By the second Saturday in October of my freshman year: I had gone through Rush week and pledged a decent fraternity (thank you Mark Adams), taken my first round of tests as a college student, thrown up outside of the Sig Ep house in front of my first match date after drinking too much hurricane punch (no wonder I never got another good match date the rest of my frat career), and watched my first Texas game in Memorial Stadium as a college student. Those were defining experiences but the most defining life altering experience of that fall was the Texas-Oklahoma game and OU weekend.
I was in my seat in the first row of the upper deck of the Cotton Bowl an hour before kick-off for that Texas-OU game in 1974. I love the Cotton Bowl. The first time I was there was in early December 1963 to watch the New York Giants play the Dallas Cowboys. My family had moved to Houston from upstate New York by way of Kensington, Maryland in January 1963 and we were Giants fans. The crowd was relatively small and we were able to move freely about the lower deck angling for better vantage points. It was a great time and we were lucky to see the Giants of Tittle, Gifford and Shofner who went on to win their third straight Eastern Conference Championship in 63–just prior to their steep demise. The trip to Dallas for the game had been planned months ahead of time but a few days before the game my older brother Clayton was worried that the trip would be cancelled. He was worried because the assassination of President Kennedy had occurred just nine days prior to the game and he thought my parents might cancel a trip to Dallas for a football game out of deference and respect for the mourning of Kennedy. We went to the game as planned and just before the National Anthem the P.A. announcer asked the crowd to observe a moment of silence for, “Our late President John F. Kennedy. At eight years old I was stunned by the solemnity of the moment.

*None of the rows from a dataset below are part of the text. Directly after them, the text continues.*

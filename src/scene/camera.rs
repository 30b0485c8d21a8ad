use anyhow::{ensure, Result};
use glam::{Mat4, Vec3, Vec4};

use crate::shader::GlobalUbo;

/// Host-side source of the projection and view matrices.
///
/// Follows Vulkan clip conventions: depth in [0, 1], +y down, the camera looks
/// along +z in view space.
pub struct Camera {
    pub position: Vec3,
    pub rotation: Vec3, // x = pitch, y = yaw, z = roll (radians)

    pub projection_matrix: Mat4,
    pub inverse_projection_matrix: Mat4,
    pub view_matrix: Mat4,
    pub inverse_view_matrix: Mat4,

    pub look_sense: f32,
}

impl Camera {
    pub fn new() -> Self {
        Self {
            position: Vec3::ZERO,
            rotation: Vec3::ZERO,
            projection_matrix: Mat4::IDENTITY,
            inverse_projection_matrix: Mat4::IDENTITY,
            view_matrix: Mat4::IDENTITY,
            inverse_view_matrix: Mat4::IDENTITY,
            look_sense: 0.0025,
        }
    }

    pub fn set_orthographic_projection(
        &mut self,
        left: f32,
        right: f32,
        top: f32,
        bottom: f32,
        near: f32,
        far: f32,
    ) -> Result<()> {
        ensure!(right != left, "Orthographic width must be non-zero, left = right = {}", left);
        ensure!(bottom != top, "Orthographic height must be non-zero, top = bottom = {}", top);
        ensure!(far != near, "Orthographic depth must be non-zero, near = far = {}", near);

        self.projection_matrix = Mat4::from_cols(
            Vec4::new(2.0 / (right - left), 0.0, 0.0, 0.0),
            Vec4::new(0.0, 2.0 / (bottom - top), 0.0, 0.0),
            Vec4::new(0.0, 0.0, 1.0 / (far - near), 0.0),
            Vec4::new(
                -(right + left) / (right - left),
                -(bottom + top) / (bottom - top),
                -near / (far - near),
                1.0,
            ),
        );

        self.inverse_projection_matrix = Mat4::from_cols(
            Vec4::new((right - left) / 2.0, 0.0, 0.0, 0.0),
            Vec4::new(0.0, (bottom - top) / 2.0, 0.0, 0.0),
            Vec4::new(0.0, 0.0, far - near, 0.0),
            Vec4::new((left + right) / 2.0, (bottom + top) / 2.0, near, 1.0),
        );

        Ok(())
    }

    /// `fovy` is the vertical field of view in radians.
    pub fn set_perspective_projection(&mut self, fovy: f32, aspect: f32, near: f32, far: f32) -> Result<()> {
        ensure!(aspect.abs() > f32::EPSILON, "Aspect ratio must be non-zero, got {}", aspect);
        let tan_half_fovy = (fovy / 2.0).tan();

        self.projection_matrix = Mat4::from_cols(
            Vec4::new(1.0 / (aspect * tan_half_fovy), 0.0, 0.0, 0.0),
            Vec4::new(0.0, 1.0 / tan_half_fovy, 0.0, 0.0),
            Vec4::new(0.0, 0.0, far / (far - near), 1.0),
            Vec4::new(0.0, 0.0, -(far * near) / (far - near), 0.0),
        );

        self.inverse_projection_matrix = Mat4::from_cols(
            Vec4::new(aspect * tan_half_fovy, 0.0, 0.0, 0.0),
            Vec4::new(0.0, tan_half_fovy, 0.0, 0.0),
            Vec4::new(0.0, 0.0, 0.0, (near - far) / (near * far)),
            Vec4::new(0.0, 0.0, 1.0, 1.0 / near),
        );

        Ok(())
    }

    /// Places the camera using a Y-X-Z (yaw, pitch, roll) rotation.
    pub fn set_view(&mut self, position: Vec3, rotation: Vec3) {
        self.position = position;
        self.rotation = rotation;

        let (s3, c3) = rotation.z.sin_cos();
        let (s2, c2) = rotation.x.sin_cos();
        let (s1, c1) = rotation.y.sin_cos();

        // Camera basis vectors in world space
        let u = Vec3::new(c1 * c3 + s1 * s2 * s3, c2 * s3, c1 * s2 * s3 - c3 * s1);
        let v = Vec3::new(c3 * s1 * s2 - c1 * s3, c2 * c3, c1 * c3 * s2 + s1 * s3);
        let w = Vec3::new(c2 * s1, -s2, c1 * c2);

        self.view_matrix = Mat4::from_cols(
            Vec4::new(u.x, v.x, w.x, 0.0),
            Vec4::new(u.y, v.y, w.y, 0.0),
            Vec4::new(u.z, v.z, w.z, 0.0),
            Vec4::new(-u.dot(position), -v.dot(position), -w.dot(position), 1.0),
        );

        self.inverse_view_matrix = Mat4::from_cols(
            u.extend(0.0),
            v.extend(0.0),
            w.extend(0.0),
            position.extend(1.0),
        );
    }

    pub fn process_mouse(&mut self, dx: f32, dy: f32) {
        let delta = self.look_sense * Vec3::new(dx, dy, 0.0);
        self.set_view(self.position, self.rotation + delta);
    }

    pub fn uniform(&self) -> GlobalUbo {
        GlobalUbo::new(self.projection_matrix, self.view_matrix)
    }
}

impl Default for Camera {
    fn default() -> Self {
        Self::new()
    }
}
pub mod vertex;
mod loader;

pub use vertex::{Position, VertexAttributes, VertexInput, VertexStreams};
pub use loader::Mesh;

My second game at the Cotton Bowl was the 1972 Cotton Bowl game between Texas and Penn St. The Cotton Bowl had been upgraded; most notably, the seats were now aluminum with backs in place of the wooden bleachers we’d sat on in 1963. Throughout the game that New Year’s day, I was thinking, “If these seats could talk.” It was the Cotton Bowl where the Cowboys had lost that dramatic, heart breaking 1966 NFL Championship game to the Packers and James Street and the Longhorns had pulled out the last second victory over Notre Dame in the 1970 Cotton Bowl to preserve a National Championship. I felt a reverence for the stadium and considered myself lucky to be there even though the Longhorns took it on the chin to Franco Harris and Lydell Mitchell that day 30-6.
I hadn’t seen nuthin yet.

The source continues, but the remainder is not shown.